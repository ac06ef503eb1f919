use chrono::NaiveDate;
use colored::Colorize;

use crate::{
    document::format_date,
    error::Result,
    history::days_before,
    reshape::RegionSeries,
};

const CORNER: &str = "\\";
const OLDEST_MARKER: &str = " (/)";
const TODAY_COLUMN: usize = 1;

#[derive(Debug, Clone, Copy, Default, PartialEq, Eq)]
pub struct RenderOptions {
    /// Leave the absolute counts out, show only the deltas.
    pub deltas_only: bool,
    /// Skip the rules between data rows.
    pub compact: bool,
    /// Highlight today's column in cyan and the deltas in red. `colored`
    /// still drops the escapes when `NO_COLOR` is set.
    pub color: bool,
}

/// Signed delta suffix, e.g. `" (+20)"`, `" (+0)"`, `" (-3)"`.
pub fn delta_suffix(newer: i64, older: i64) -> String {
    let delta = i128::from(newer) - i128::from(older);
    format!(" ({delta:+})")
}

/// One cell: the count followed by its change versus the next older day,
/// or the oldest-day marker when there is none.
pub fn format_cell(count: i64, older: Option<i64>, deltas_only: bool) -> String {
    Cell::count(count, older, deltas_only).text()
}

/// Cell text split where the styling changes.
struct Cell {
    value: String,
    suffix: String,
    delta: bool,
}

impl Cell {
    fn plain(value: impl Into<String>) -> Self {
        Self {
            value: value.into(),
            suffix: String::new(),
            delta: false,
        }
    }

    fn count(count: i64, older: Option<i64>, deltas_only: bool) -> Self {
        let value = if deltas_only {
            String::new()
        } else {
            count.to_string()
        };
        match older {
            Some(older) => Self {
                value,
                suffix: delta_suffix(count, older),
                delta: true,
            },
            None => Self {
                value,
                suffix: OLDEST_MARKER.to_string(),
                delta: false,
            },
        }
    }

    fn width(&self) -> usize {
        self.value.chars().count() + self.suffix.chars().count()
    }

    fn text(&self) -> String {
        format!("{}{}", self.value, self.suffix)
    }

    fn paint(&self, highlight: bool) -> String {
        let value = if highlight {
            self.value.cyan().to_string()
        } else {
            self.value.clone()
        };
        let suffix = if self.delta {
            self.suffix.red().to_string()
        } else if highlight {
            self.suffix.cyan().to_string()
        } else {
            self.suffix.clone()
        };
        value + &suffix
    }
}

fn header(today: NaiveDate, days: u32) -> Result<Vec<Cell>> {
    let mut header = Vec::with_capacity(days as usize + 2);
    header.push(Cell::plain(CORNER));
    header.push(Cell::plain(format_date(today)));
    for days_ago in 1..=days {
        header.push(Cell::plain(format_date(days_before(today, days_ago)?)));
    }
    Ok(header)
}

fn row(region: &str, counts: &[i64], deltas_only: bool) -> Vec<Cell> {
    let mut row = Vec::with_capacity(counts.len() + 1);
    row.push(Cell::plain(region));
    for (index, &count) in counts.iter().enumerate() {
        row.push(Cell::count(count, counts.get(index + 1).copied(), deltas_only));
    }
    row
}

fn rule(widths: &[usize]) -> String {
    let mut line = String::from("+");
    for width in widths {
        line.push_str(&"-".repeat(width + 2));
        line.push('+');
    }
    line
}

// Padding comes from the unstyled width so escapes never shift the grid.
fn line(cells: &[Cell], widths: &[usize], color: bool) -> String {
    let mut line = String::from("|");
    for (index, &width) in widths.iter().enumerate() {
        let (text, used) = match cells.get(index) {
            Some(cell) if color => (cell.paint(index == TODAY_COLUMN), cell.width()),
            Some(cell) => (cell.text(), cell.width()),
            None => (String::new(), 0),
        };
        line.push(' ');
        line.push_str(&text);
        line.push_str(&" ".repeat(width.saturating_sub(used)));
        line.push_str(" |");
    }
    line
}

/// Renders the series as a left aligned ASCII grid, one row per region and
/// one column per day starting with `today`.
pub fn render(
    series: &RegionSeries,
    days: u32,
    today: NaiveDate,
    options: RenderOptions,
) -> Result<String> {
    let header = header(today, days)?;
    let rows: Vec<Vec<Cell>> = series
        .iter()
        .map(|(region, facts)| {
            let counts: Vec<i64> = facts.iter().map(|f| f.infected).collect();
            row(region, &counts, options.deltas_only)
        })
        .collect();

    let columns = rows.iter().map(Vec::len).fold(header.len(), usize::max);
    let mut widths = vec![0; columns];
    for cells in std::iter::once(&header).chain(rows.iter()) {
        for (index, cell) in cells.iter().enumerate() {
            widths[index] = widths[index].max(cell.width());
        }
    }

    let separator = rule(&widths);
    let mut out = Vec::with_capacity(rows.len() * 2 + 3);
    out.push(separator.clone());
    out.push(line(&header, &widths, options.color));
    out.push(separator.clone());
    for (index, cells) in rows.iter().enumerate() {
        out.push(line(cells, &widths, options.color));
        if !options.compact || index + 1 == rows.len() {
            out.push(separator.clone());
        }
    }
    Ok(out.join("\n"))
}

#[cfg(test)]
mod tests {
    use super::*;
    use crate::{extract::Fact, reshape::reshape};

    fn series(rows: &[(&str, Vec<i64>)]) -> RegionSeries {
        let days = rows.first().map_or(0, |(_, counts)| counts.len());
        let per_day = (0..days)
            .map(|days_ago| {
                rows.iter()
                    .map(|(region, counts)| Fact {
                        days_ago: days_ago as u32,
                        region: region.to_string(),
                        infected: counts[days_ago],
                    })
                    .collect::<Vec<_>>()
            })
            .collect::<Vec<_>>();
        let mut per_day = per_day.into_iter();
        let today = per_day.next().unwrap_or_default();
        reshape(today, per_day.collect()).unwrap()
    }

    fn date(raw: &str) -> NaiveDate {
        crate::document::parse_date(raw).unwrap()
    }

    fn texts(cells: &[Cell]) -> Vec<String> {
        cells.iter().map(Cell::text).collect()
    }

    fn strip_escapes(styled: &str) -> String {
        let mut plain = String::with_capacity(styled.len());
        let mut chars = styled.chars();
        while let Some(c) = chars.next() {
            if c == '\u{1b}' {
                for c in chars.by_ref() {
                    if c == 'm' {
                        break;
                    }
                }
            } else {
                plain.push(c);
            }
        }
        plain
    }

    #[test]
    fn deltas_are_newer_minus_older() {
        let cells = texts(&row("CJ", &[100, 80, 80], false));
        assert_eq!(cells, ["CJ", "100 (+20)", "80 (+0)", "80 (/)"]);
    }

    #[test]
    fn extreme_counts_do_not_overflow() {
        assert_eq!(delta_suffix(i64::MAX, i64::MIN), format!(" (+{})", u64::MAX));
        assert_eq!(delta_suffix(i64::MIN, i64::MAX), format!(" (-{})", u64::MAX));
    }

    #[test]
    fn decreases_keep_their_sign() {
        let cells = texts(&row("CJ", &[80, 100], false));
        assert_eq!(cells[1], "80 (-20)");
        assert!(!cells[1].contains("+-"));
    }

    #[test]
    fn deltas_only_drops_counts() {
        assert_eq!(format_cell(100, Some(80), true), " (+20)");
        assert_eq!(format_cell(80, None, true), " (/)");
    }

    #[test]
    fn renders_full_grid() {
        let series = series(&[("Romania", vec![500, 480]), ("BN", vec![10, 8])]);
        let table = render(&series, 1, date("2020-06-01"), RenderOptions::default()).unwrap();
        let expected = "\
+---------+------------+------------+
| \\       | 2020-06-01 | 2020-05-31 |
+---------+------------+------------+
| Romania | 500 (+20)  | 480 (/)    |
+---------+------------+------------+
| BN      | 10 (+2)    | 8 (/)      |
+---------+------------+------------+";
        assert_eq!(table, expected);
    }

    #[test]
    fn compact_omits_row_rules() {
        let series = series(&[("Romania", vec![500, 480]), ("BN", vec![10, 8]), ("CJ", vec![20, 18])]);
        let options = RenderOptions {
            compact: true,
            ..RenderOptions::default()
        };
        let table = render(&series, 1, date("2020-06-01"), options).unwrap();
        let rules = table.lines().filter(|l| l.starts_with('+')).count();
        assert_eq!(rules, 3);
        assert_eq!(table.lines().count(), 7);
    }

    #[test]
    fn colored_table_keeps_the_plain_layout() {
        colored::control::set_override(true);
        let series = series(&[("Romania", vec![500, 480, 470]), ("BN", vec![10, 8, 8])]);
        let plain = render(&series, 2, date("2020-06-01"), RenderOptions::default()).unwrap();
        let options = RenderOptions {
            color: true,
            ..RenderOptions::default()
        };
        let styled = render(&series, 2, date("2020-06-01"), options).unwrap();
        colored::control::unset_override();

        assert!(styled.contains("\u{1b}[36m2020-06-01"));
        assert!(styled.contains("\u{1b}[36m500"));
        assert!(styled.contains("\u{1b}[31m (+10)"));
        assert!(!styled.contains("\u{1b}[31m (/)"));
        assert_eq!(strip_escapes(&styled), plain);
    }

    #[test]
    fn headers_count_back_from_today() {
        let series = series(&[("Romania", vec![3, 2, 1, 0])]);
        let table = render(&series, 3, date("2021-01-02"), RenderOptions::default()).unwrap();
        let header = table.lines().nth(1).unwrap();
        assert!(header.contains("2021-01-02"));
        assert!(header.contains("2021-01-01"));
        assert!(header.contains("2020-12-31"));
        assert!(header.contains("2020-12-30"));
    }
}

Exercise: In the records above, collect each line with "chars".

Finished task:
        self.value.chars().count() + self.suffix.chars().count()
        let mut chars = styled.chars();
        while let Some(c) = chars.next() {
                for c in chars.by_ref() {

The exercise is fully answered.